··· Data to use
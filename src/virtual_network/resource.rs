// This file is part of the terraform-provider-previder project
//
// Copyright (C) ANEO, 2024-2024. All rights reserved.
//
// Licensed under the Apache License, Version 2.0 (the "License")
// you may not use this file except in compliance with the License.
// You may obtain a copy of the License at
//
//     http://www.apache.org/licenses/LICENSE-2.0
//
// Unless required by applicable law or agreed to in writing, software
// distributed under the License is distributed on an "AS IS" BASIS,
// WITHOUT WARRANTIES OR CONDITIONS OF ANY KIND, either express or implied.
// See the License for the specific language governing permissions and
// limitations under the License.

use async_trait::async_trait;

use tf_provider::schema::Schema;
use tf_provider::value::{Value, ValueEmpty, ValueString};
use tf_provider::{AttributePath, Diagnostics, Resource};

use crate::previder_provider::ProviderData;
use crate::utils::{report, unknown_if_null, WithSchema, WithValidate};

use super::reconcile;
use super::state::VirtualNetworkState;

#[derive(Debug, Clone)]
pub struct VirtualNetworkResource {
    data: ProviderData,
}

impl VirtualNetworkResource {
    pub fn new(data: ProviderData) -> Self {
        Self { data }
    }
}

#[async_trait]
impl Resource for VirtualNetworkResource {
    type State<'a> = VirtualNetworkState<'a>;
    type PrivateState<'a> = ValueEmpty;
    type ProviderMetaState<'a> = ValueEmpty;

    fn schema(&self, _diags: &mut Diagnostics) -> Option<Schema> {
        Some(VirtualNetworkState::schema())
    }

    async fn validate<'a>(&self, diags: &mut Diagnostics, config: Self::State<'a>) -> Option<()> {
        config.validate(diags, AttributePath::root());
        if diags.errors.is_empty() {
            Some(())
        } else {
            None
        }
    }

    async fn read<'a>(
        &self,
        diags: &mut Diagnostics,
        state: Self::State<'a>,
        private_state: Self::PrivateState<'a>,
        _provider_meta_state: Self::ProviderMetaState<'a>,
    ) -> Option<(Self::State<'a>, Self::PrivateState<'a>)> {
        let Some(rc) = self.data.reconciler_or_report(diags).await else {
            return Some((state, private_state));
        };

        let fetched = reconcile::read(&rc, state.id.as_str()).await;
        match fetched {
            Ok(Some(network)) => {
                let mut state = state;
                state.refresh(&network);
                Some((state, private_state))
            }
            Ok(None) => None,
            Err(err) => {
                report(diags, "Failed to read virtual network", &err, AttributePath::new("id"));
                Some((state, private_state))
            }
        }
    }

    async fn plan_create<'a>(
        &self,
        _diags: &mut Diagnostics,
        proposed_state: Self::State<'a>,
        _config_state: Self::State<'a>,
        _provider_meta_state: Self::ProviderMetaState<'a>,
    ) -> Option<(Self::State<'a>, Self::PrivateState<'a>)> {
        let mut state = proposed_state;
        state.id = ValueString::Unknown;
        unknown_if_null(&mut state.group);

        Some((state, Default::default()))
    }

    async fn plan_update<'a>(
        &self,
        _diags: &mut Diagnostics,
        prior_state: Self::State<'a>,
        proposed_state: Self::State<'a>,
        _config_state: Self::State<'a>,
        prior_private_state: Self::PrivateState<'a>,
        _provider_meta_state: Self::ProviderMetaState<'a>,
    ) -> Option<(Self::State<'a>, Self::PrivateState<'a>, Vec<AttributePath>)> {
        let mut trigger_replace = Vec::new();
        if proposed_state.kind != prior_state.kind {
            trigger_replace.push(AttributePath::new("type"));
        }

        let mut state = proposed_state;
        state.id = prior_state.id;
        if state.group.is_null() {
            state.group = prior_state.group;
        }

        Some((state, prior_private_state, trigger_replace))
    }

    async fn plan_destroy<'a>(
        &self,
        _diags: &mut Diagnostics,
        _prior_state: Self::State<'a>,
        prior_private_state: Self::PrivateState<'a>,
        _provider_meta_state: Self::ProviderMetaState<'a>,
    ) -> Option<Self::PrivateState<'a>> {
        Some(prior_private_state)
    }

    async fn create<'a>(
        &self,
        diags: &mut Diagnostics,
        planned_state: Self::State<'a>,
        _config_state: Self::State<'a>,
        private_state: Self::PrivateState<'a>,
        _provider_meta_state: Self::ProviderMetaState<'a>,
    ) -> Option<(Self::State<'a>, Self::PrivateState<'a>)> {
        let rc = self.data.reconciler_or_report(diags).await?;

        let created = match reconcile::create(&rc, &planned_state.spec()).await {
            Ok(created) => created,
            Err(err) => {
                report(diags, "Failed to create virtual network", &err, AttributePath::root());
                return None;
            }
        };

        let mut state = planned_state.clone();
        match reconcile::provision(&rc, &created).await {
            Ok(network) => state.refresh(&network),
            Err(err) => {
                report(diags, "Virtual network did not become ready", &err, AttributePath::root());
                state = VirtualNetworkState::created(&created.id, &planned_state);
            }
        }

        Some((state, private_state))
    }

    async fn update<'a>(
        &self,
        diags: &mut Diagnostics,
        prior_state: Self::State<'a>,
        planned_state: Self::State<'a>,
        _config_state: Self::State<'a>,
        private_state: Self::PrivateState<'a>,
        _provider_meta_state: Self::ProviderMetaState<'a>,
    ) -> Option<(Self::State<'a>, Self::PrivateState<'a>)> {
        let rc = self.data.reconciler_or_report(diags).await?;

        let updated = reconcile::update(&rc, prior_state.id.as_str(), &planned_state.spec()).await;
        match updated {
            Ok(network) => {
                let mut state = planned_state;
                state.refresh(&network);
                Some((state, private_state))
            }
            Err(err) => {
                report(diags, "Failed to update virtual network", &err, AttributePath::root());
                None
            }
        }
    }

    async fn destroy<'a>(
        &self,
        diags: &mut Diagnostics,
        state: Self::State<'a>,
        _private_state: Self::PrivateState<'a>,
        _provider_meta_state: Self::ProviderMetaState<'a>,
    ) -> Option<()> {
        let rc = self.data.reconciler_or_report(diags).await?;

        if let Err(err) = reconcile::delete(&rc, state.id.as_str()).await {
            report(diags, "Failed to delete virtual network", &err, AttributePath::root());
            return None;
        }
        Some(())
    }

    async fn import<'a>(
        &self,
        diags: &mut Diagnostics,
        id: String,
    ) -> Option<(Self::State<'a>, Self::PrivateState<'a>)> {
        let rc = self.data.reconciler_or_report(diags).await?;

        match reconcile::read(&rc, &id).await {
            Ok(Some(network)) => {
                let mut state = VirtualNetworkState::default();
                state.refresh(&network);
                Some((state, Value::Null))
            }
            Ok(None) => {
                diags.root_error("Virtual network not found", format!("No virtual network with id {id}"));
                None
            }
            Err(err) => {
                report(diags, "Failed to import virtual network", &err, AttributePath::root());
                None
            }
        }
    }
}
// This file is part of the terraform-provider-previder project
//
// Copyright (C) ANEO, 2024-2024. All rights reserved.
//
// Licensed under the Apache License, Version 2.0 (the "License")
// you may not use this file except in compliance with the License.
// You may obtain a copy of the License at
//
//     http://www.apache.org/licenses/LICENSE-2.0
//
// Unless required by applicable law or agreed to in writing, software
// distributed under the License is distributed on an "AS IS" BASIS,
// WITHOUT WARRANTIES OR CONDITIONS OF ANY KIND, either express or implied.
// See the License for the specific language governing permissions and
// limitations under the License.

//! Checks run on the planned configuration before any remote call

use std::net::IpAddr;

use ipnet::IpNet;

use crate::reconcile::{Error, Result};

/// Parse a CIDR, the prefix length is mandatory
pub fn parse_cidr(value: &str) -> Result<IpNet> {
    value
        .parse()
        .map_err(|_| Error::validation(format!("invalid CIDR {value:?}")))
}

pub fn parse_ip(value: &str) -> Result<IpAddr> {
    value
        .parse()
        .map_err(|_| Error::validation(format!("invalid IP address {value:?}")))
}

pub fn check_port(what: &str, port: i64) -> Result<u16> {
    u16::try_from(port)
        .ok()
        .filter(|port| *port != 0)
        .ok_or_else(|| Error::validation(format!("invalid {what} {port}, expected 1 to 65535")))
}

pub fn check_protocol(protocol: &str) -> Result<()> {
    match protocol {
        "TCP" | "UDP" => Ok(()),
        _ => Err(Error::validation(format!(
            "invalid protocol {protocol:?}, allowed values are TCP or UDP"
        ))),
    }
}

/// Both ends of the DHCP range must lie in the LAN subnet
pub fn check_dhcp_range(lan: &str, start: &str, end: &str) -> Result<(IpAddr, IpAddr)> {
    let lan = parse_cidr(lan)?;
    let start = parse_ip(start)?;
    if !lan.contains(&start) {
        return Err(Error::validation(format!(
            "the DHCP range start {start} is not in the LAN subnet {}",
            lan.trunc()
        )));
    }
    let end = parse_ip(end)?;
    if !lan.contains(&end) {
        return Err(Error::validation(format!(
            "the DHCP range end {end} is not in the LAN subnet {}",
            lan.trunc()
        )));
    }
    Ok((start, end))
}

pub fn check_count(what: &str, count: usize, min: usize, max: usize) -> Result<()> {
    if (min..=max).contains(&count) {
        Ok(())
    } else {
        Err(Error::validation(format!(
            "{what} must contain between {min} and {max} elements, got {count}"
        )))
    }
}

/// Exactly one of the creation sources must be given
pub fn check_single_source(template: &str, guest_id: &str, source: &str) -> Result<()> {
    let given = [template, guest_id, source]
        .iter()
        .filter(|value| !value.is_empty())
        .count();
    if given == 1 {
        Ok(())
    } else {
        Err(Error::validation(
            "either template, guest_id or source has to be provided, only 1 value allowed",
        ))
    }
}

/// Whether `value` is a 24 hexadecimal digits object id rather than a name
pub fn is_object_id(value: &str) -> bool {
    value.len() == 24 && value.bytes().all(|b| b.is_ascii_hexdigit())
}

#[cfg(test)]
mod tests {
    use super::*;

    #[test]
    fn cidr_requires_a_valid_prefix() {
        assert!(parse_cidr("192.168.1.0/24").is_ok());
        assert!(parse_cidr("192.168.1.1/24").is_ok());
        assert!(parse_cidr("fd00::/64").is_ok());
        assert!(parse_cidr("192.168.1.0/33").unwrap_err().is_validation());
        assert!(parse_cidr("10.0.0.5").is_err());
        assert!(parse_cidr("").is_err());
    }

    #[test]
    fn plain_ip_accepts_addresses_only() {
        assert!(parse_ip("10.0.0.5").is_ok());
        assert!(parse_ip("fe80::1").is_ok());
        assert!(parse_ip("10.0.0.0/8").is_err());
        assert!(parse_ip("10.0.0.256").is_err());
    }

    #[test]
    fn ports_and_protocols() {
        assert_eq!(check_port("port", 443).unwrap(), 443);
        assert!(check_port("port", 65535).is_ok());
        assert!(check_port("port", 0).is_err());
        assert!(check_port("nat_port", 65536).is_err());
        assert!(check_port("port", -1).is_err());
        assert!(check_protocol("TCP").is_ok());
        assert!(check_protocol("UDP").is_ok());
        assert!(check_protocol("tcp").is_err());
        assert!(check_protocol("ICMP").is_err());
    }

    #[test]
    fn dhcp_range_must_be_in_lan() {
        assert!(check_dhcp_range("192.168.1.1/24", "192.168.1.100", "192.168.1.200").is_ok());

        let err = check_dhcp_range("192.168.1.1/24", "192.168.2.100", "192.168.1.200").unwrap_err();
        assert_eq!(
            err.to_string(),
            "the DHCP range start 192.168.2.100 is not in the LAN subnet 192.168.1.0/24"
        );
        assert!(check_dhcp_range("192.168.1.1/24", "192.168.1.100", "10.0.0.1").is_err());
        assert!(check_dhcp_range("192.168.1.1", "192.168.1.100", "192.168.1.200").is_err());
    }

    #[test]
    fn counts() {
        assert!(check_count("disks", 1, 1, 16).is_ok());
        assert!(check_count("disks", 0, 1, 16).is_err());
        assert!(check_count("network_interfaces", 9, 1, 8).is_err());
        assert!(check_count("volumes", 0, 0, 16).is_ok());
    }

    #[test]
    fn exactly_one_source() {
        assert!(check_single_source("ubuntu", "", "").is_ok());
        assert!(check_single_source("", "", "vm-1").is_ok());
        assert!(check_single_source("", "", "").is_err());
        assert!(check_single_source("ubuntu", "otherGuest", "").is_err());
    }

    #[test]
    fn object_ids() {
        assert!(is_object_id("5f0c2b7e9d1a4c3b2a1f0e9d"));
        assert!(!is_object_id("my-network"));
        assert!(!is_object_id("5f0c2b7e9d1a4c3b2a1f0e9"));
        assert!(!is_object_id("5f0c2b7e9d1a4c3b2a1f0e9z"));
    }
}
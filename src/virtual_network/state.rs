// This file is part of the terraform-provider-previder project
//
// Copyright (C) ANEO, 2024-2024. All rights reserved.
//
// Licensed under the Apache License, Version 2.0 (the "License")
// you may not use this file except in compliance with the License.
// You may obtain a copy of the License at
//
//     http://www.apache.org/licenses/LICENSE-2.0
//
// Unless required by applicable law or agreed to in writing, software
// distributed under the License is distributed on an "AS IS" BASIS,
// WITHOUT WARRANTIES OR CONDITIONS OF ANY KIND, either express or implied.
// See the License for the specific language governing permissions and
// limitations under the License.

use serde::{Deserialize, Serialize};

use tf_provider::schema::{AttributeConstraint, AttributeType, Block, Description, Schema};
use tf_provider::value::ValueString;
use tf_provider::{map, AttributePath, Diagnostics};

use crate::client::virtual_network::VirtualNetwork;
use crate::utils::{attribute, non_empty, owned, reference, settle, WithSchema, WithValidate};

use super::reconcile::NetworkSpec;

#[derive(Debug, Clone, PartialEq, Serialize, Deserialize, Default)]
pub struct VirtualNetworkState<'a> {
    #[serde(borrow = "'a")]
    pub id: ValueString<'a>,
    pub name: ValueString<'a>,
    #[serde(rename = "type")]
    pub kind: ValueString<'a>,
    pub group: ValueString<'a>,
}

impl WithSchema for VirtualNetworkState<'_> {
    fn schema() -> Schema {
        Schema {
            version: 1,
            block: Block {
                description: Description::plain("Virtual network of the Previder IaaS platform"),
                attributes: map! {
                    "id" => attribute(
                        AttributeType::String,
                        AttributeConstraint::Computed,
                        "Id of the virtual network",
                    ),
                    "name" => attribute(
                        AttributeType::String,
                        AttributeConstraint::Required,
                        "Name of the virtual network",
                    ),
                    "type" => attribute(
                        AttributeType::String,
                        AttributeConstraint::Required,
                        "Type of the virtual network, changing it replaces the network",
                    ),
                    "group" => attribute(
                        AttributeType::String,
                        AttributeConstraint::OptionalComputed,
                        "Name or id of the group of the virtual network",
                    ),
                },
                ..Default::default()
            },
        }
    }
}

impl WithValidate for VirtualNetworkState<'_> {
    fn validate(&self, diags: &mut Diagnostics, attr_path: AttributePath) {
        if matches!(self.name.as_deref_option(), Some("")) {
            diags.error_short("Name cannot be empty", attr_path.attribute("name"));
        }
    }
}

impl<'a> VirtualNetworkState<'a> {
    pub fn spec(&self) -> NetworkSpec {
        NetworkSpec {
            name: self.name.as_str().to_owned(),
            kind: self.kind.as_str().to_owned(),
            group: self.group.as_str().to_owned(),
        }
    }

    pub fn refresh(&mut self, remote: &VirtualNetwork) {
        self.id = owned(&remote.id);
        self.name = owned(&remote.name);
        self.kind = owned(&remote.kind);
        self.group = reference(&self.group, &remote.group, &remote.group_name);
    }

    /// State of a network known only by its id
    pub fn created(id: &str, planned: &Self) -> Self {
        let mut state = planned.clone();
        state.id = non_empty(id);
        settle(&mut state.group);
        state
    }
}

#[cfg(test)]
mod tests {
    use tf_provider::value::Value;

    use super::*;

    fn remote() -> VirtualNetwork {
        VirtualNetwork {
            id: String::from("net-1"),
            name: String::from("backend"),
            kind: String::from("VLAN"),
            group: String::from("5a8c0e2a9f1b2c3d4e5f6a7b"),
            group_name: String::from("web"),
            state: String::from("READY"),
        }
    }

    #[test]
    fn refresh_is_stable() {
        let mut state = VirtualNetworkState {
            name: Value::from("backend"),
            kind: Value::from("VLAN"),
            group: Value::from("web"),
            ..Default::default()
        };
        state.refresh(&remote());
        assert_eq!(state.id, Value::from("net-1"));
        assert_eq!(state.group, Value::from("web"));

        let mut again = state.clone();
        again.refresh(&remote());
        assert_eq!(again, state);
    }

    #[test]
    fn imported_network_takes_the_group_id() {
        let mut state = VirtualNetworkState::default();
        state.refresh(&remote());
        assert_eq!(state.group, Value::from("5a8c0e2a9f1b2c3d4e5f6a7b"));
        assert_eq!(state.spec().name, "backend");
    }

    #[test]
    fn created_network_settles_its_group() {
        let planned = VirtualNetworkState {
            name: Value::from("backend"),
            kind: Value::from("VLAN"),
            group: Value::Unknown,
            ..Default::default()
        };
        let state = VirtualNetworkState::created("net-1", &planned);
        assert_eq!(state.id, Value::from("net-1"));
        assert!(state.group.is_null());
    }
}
······
Make a copy of each line in the records that has the word "serde".

use serde::{Deserialize, Serialize};
    #[serde(borrow = "'a")]
    #[serde(rename = "type")]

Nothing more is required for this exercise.